After having a few run-ins with various over-enterprising institutions, I’ve gotten a pretty good grasp on the state of US Wi-Fi law. Behold, a FAQ.
First of all, you have a right to run Wi-Fi networks, period. The landowner can throw a hissy fit all they like, but (more often than not) you can still set up your hotspot. The rationale is pretty simple.
1. The 2.4GHz band is owned by the public. This isn’t a “landowner’s right”, where each landowner “owns” the radio waves traveling over his/her particular land. It’s like airspace. American Airlines doesn’t consult with you before they fly planes over your house; they consult with the FAA. Similarly, you don’t consult with the landowner before broadcasting radio waves, you consult with the FCC.
2. The FCC has given you permission to broadcast on 2.4GHz (erm, the part that WiFi uses anyway, there are some IRM bands that are still licensed airwaves). This is like the FAA saying you can fly over above 3500 feet–who you’re flying over has no say in the matter.
3. Claims of “you can’t use hotspots because they interfere with our network” are not legally sound. In the eyes of the law, “their network” is no more legitimate than yours, and they have no claim (either through landowner rights or through “first use”) to the airwaves. If they want their own band, they can pay the FCC for licensed spectrum. Otherwise, they have to share it with you/everyone. Period.
4. This leads to something extremely interesting–it’s perfectly legal to “jam” unlicensed 2.4GHz space (as long as you don’t interfere with licensed space or broadcast louder than the normal WiFi ceiling). In particular, it’s perfectly legal to use beacon-layer flooding (bringing up lots of imaginary hotspots) or to talk over transmitters (as long as you don’t go above allowed transmit power).
5. You cannot “sniff” conversations (encrypted or unencrypted) to which you are not a party (47cfr15.9). There was an incident in the not-distant past in which an organization was sniffing wi-fi packets in order to determine the identity of persons operating “unauthorized” networks. This is illegal. Furthermore, if the AP is encrypted, it very likely meets the “access without authorization” test, rendering it a federal trespass crime. It is also my considered (but untested) opinion that breaking WEP/WPA is additionally DMCA violation in some cases.
Okay, well maybe I can’t ban radio transmission, but as the landowner, surely I can keep hotspots (the physical boxes) off my property?
Actually, no. Sure, if the Hotspot Bandit runs on your property, you can issue him a trespass warning, and he and his hotspot can go broadcast on the curb. But if we’re talking about a legal resident / tenant, they can have whatever hotspots they want. Huh?

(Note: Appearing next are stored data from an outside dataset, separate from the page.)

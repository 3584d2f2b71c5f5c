//! 脚本对象模型
//!
//! 包含：
//! - `object` - `ScriptObject` 能力接口与安全区守卫
//! - `auto` - 由构建器注册成员的原生脚本对象 `ScriptApi`
//! - `method` - 类型化方法的参数强制转换
//! - `events` - 事件路由
//! - `zone` - 安全区栈
//! - `proxy` - 宿主代理登记表

pub mod auto;
pub mod events;
pub mod method;
pub mod object;
pub mod proxy;
pub mod zone;

pub use auto::{ScriptApi, ScriptApiBuilder};
pub use events::EventRouter;
pub use method::{MethodFn, NativeMethod};
pub use object::{
    same_object, ScopedZoneLock, ScriptObject, ScriptObjectExt, ScriptObjectRef,
    WeakScriptObjectRef,
};
pub use proxy::{ProxyRegistry, ScriptProxy};
pub use zone::{SecurityZone, ZoneGuard, ZoneStack};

It’s simple, really. There are rules about what landlords can and cannot do. They can’t not rent to black people or to women or to handicapped people. They also can’t tell you that you can’t use a hotspot. The FCC’s reasoning goes like this: since the 2.4ghz spectrum is unlicensed, anyone can broadcast on it. The only reason to ban hotspots is to prevent people from accessing public airwaves. Therefore, landowners can’t ban them.
The FCC has ruled like this on case after case–against residential landlords, airports, everybody. As long as you have “exclusive use” of an area (basically, you can deny random people off the street entry), you can install a WiFi hotspot. Period. (You can also install small satellite dishes and many other kinds of antennas, and you can even put things on a mast above the roofline, subject to some safety restrictions.)
But my lease / the rules say X and Y!
I can write a lease that says you can’t have any Asian guests. That doesn’t make it even remotely legal. And if anybody tried to enforce it, there would be hell to pay. Same with WiFi.
Sorry. That’s clearly and unequivocally the law.